_Work required_
Copy word for word, please, the lines of the entries below running from the one containing "pub fn round(self)" to the one containing "Self::Float(y).to_int().map_or(Self::Float(y), Self::Int)", both ends included.

── Stored data ──

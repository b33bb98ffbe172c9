use crate::common::*;
use serde::Serialize;
use std::fmt;

/// A script number. Integer arithmetic that would overflow falls back to
/// floating point instead of wrapping.
#[derive(Debug, Copy, Clone, Serialize)]
#[serde(untagged)]
pub enum Number {
    Int(Int),
    Float(Float),
}

impl Number {
    pub const ZERO: Self = Self::Int(0);

    pub fn as_float(self) -> Float {
        match self {
            Self::Int(x) => x as Float,
            Self::Float(x) => x,
        }
    }

    pub fn is_zero(self) -> bool {
        match self {
            Self::Int(x) => x == 0,
            Self::Float(x) => x == 0.0,
        }
    }

    /// The integer value, if this number is integral and in range.
    pub fn to_int(self) -> Option<Int> {
        match self {
            Self::Int(x) => Some(x),
            Self::Float(x) if x.fract() == 0.0 && x >= Int::MIN as Float && x < Int::MAX as Float => {
                Some(x as Int)
            }
            Self::Float(_) => None,
        }
    }

    pub fn floor(self) -> Self {
        self.map_float(Float::floor)
    }

    pub fn ceil(self) -> Self {
        self.map_float(Float::ceil)
    }

    pub fn round(self) -> Self {
        self.map_float(Float::round)
    }

    pub fn abs(self) -> Self {
        match self {
            Self::Int(x) => x.checked_abs().map_or(Self::Float((x as Float).abs()), Self::Int),
            Self::Float(x) => Self::Float(x.abs()),
        }
    }

    // Rounding a float yields an int when the result fits
    fn map_float(self, f: impl FnOnce(Float) -> Float) -> Self {
        match self {
            Self::Int(_) => self,
            Self::Float(x) => {
                let y = f(x);
                Self::Float(y).to_int().map_or(Self::Float(y), Self::Int)
            }
        }
    }

    /// True division. Exact integer quotients stay integers. `None` when
    /// dividing by zero.
    pub fn checked_div(self, rhs: Self) -> Option<Self> {
        if rhs.is_zero() {
            return None;
        }
        Some(match (self, rhs) {
            (Self::Int(x), Self::Int(y)) => match (x.checked_rem(y), x.checked_div(y)) {
                (Some(0), Some(q)) => Self::Int(q),
                _ => Self::Float(x as Float / y as Float),
            },
            (x, y) => Self::Float(x.as_float() / y.as_float()),
        })
    }

    /// Division rounded towards negative infinity.
    pub fn checked_floor_div(self, rhs: Self) -> Option<Self> {
        if rhs.is_zero() {
            return None;
        }
        Some(match (self, rhs) {
            (Self::Int(x), Self::Int(y)) => match x.checked_div(y) {
                Some(q) if x % y != 0 && ((x < 0) != (y < 0)) => Self::Int(q - 1),
                Some(q) => Self::Int(q),
                None => Self::Float((x as Float / y as Float).floor()),
            },
            (x, y) => Self::Float((x.as_float() / y.as_float()).floor()),
        })
    }

    /// Remainder taking the sign of the divisor.
    pub fn checked_rem(self, rhs: Self) -> Option<Self> {
        if rhs.is_zero() {
            return None;
        }
        Some(match (self, rhs) {
            (Self::Int(x), Self::Int(y)) => {
                let r = x.checked_rem(y).unwrap_or(0);
                if r != 0 && ((r < 0) != (y < 0)) {
                    Self::Int(r + y)
                } else {
                    Self::Int(r)
                }
            }
            (x, y) => {
                let (x, y) = (x.as_float(), y.as_float());
                let r = x % y;
                if r != 0.0 && ((r < 0.0) != (y < 0.0)) {
                    Self::Float(r + y)
                } else {
                    Self::Float(r)
                }
            }
        })
    }
}

impl std::ops::Neg for Number {
    type Output = Self;

    fn neg(self) -> Self::Output {
        match self {
            Self::Int(x) => x.checked_neg().map_or(Self::Float(-(x as Float)), Self::Int),
            Self::Float(x) => Self::Float(-x),
        }
    }
}

macro_rules! num_impl_bin_op {
    ($Name:ident, $fn_name:ident, $checked:ident) => {
        impl std::ops::$Name for Number {
            type Output = Self;

            fn $fn_name(self, rhs: Self) -> Self::Output {
                use std::ops::$Name;
                match (self, rhs) {
                    (Self::Int(x), Self::Int(y)) => x
                        .$checked(y)
                        .map_or_else(|| Self::Float((x as Float).$fn_name(y as Float)), Self::Int),
                    (x, y) => Self::Float(x.as_float().$fn_name(y.as_float())),
                }
            }
        }
    };
}

num_impl_bin_op!(Add, add, checked_add);
num_impl_bin_op!(Sub, sub, checked_sub);
num_impl_bin_op!(Mul, mul, checked_mul);

impl PartialEq for Number {
    fn eq(&self, other: &Self) -> bool {
        match (self, other) {
            (Self::Int(x), Self::Int(y)) => x == y,
            (x, y) => x.as_float().eq(&y.as_float()),
        }
    }
}

impl PartialOrd for Number {
    fn partial_cmp(&self, other: &Self) -> Option<std::cmp::Ordering> {
        match (self, other) {
            (Self::Int(x), Self::Int(y)) => x.partial_cmp(y),
            (x, y) => x.as_float().partial_cmp(&y.as_float()),
        }
    }
}

impl From<Int> for Number {
    fn from(x: Int) -> Self {
        Self::Int(x)
    }
}

impl From<Float> for Number {
    fn from(x: Float) -> Self {
        Self::Float(x)
    }
}

impl fmt::Display for Number {
    fn fmt(&self, f: &mut fmt::Formatter<'_>) -> fmt::Result {
        match self {
            Self::Int(x) => fmt::Display::fmt(x, f),
            Self::Float(x) => fmt::Debug::fmt(x, f),
        }
    }
}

───

_Task response_
    pub fn round(self) -> Self {
        self.map_float(Float::round)
    }

    pub fn abs(self) -> Self {
        match self {
            Self::Int(x) => x.checked_abs().map_or(Self::Float((x as Float).abs()), Self::Int),
            Self::Float(x) => Self::Float(x.abs()),
        }
    }

    // Rounding a float yields an int when the result fits
    fn map_float(self, f: impl FnOnce(Float) -> Float) -> Self {
        match self {
            Self::Int(_) => self,
            Self::Float(x) => {
                let y = f(x);
                Self::Float(y).to_int().map_or(Self::Float(y), Self::Int)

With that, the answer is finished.